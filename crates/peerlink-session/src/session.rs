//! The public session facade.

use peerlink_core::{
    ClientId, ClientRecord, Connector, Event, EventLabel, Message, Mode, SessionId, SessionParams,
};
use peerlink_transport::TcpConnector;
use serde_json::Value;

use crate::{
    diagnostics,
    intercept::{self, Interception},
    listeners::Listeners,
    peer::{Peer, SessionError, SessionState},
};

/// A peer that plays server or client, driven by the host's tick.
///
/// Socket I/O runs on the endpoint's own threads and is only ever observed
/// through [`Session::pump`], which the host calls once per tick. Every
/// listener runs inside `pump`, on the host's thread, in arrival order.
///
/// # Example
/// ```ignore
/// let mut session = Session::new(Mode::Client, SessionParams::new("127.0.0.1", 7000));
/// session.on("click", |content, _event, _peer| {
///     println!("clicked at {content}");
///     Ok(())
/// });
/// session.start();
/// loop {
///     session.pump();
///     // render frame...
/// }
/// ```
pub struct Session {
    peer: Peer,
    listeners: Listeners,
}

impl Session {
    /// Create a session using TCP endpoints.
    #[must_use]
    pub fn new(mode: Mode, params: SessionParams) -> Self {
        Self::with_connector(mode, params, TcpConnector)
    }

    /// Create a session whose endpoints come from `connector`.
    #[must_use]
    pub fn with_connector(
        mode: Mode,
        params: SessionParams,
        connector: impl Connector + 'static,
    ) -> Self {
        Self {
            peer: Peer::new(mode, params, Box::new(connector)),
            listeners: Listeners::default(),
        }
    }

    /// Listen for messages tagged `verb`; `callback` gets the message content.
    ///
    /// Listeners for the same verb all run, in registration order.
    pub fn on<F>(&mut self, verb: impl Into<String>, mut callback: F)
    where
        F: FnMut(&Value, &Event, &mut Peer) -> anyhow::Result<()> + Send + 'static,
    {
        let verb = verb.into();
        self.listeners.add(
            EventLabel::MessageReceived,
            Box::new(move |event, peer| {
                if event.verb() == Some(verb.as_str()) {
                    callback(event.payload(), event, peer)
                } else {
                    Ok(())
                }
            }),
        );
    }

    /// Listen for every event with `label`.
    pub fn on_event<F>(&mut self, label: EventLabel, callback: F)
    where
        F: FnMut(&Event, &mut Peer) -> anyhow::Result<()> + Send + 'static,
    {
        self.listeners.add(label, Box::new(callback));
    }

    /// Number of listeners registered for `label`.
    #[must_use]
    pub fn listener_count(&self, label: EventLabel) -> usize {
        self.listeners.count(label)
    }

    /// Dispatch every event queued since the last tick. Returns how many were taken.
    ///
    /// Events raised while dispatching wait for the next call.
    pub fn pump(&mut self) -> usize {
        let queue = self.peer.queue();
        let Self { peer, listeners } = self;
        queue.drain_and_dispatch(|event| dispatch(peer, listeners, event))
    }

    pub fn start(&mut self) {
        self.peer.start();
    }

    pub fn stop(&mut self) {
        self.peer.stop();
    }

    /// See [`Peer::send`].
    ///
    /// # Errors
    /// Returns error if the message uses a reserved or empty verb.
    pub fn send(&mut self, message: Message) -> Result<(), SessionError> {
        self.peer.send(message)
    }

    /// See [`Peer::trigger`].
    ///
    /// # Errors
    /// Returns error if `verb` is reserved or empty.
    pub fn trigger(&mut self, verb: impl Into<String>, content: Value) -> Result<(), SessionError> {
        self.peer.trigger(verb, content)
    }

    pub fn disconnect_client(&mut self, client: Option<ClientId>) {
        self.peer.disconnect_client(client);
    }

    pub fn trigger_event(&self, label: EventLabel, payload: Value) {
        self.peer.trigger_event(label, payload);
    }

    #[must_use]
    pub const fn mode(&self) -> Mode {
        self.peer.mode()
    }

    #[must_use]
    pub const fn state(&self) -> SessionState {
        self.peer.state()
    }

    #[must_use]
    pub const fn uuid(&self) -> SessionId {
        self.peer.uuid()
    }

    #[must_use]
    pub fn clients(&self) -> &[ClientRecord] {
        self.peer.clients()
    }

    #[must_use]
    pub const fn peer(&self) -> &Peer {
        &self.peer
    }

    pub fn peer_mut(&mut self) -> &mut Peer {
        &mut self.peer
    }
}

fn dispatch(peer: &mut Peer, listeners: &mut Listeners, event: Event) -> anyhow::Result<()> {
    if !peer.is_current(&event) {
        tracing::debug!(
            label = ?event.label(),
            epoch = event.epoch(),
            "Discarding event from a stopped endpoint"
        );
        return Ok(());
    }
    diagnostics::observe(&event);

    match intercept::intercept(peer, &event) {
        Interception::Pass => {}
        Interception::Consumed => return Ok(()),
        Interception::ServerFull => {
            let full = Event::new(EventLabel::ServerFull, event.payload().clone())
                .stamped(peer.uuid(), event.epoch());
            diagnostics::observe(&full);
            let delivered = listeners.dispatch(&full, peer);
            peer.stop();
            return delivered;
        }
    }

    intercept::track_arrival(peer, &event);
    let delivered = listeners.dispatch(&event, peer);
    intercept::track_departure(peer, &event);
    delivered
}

--

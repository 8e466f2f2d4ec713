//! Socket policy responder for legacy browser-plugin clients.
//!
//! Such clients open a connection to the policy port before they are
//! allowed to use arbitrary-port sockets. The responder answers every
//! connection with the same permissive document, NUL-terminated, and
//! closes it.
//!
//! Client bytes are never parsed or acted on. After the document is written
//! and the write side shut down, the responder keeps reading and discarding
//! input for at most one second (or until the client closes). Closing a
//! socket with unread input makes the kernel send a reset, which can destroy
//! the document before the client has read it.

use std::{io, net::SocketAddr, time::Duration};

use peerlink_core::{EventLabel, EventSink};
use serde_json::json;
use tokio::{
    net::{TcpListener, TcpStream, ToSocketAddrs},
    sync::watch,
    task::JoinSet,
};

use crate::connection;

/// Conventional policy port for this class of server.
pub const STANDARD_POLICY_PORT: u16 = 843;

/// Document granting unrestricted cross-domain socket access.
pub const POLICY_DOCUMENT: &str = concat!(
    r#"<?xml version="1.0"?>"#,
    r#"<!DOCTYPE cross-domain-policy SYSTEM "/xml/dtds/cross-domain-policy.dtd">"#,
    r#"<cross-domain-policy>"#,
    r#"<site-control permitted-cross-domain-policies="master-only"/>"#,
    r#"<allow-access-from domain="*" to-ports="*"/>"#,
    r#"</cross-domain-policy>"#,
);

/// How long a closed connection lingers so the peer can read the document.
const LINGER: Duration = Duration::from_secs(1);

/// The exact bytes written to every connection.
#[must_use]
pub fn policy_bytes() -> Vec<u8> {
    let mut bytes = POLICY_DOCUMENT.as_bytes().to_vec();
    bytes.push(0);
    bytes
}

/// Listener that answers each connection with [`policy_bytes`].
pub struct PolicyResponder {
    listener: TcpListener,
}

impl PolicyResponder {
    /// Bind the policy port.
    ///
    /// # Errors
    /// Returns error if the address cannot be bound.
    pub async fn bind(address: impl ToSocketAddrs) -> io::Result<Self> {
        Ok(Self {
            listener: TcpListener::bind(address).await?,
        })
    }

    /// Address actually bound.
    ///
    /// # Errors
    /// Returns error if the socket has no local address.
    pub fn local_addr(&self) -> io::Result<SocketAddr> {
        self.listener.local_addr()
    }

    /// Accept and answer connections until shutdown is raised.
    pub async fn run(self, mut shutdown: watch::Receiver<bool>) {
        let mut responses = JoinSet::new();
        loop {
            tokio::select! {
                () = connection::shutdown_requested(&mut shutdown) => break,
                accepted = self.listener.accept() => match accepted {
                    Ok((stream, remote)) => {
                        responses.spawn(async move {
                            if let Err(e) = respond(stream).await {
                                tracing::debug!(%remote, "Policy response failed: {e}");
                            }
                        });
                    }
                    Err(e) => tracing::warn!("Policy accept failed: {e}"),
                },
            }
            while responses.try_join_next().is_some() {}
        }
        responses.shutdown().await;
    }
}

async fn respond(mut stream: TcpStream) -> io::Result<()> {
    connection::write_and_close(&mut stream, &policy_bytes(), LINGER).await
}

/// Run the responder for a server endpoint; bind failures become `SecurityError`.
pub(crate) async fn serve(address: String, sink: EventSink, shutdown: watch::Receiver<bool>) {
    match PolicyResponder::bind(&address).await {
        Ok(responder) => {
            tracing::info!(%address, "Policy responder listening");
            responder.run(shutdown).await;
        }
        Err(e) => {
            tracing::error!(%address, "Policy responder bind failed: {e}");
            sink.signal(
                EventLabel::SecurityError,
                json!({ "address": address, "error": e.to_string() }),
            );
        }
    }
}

▶ Task statement
Scan the listing and report each line where the word "TcpConnector" shows up.

▶ Answer for the task
use peerlink_transport::TcpConnector;
        Self::with_connector(mode, params, TcpConnector)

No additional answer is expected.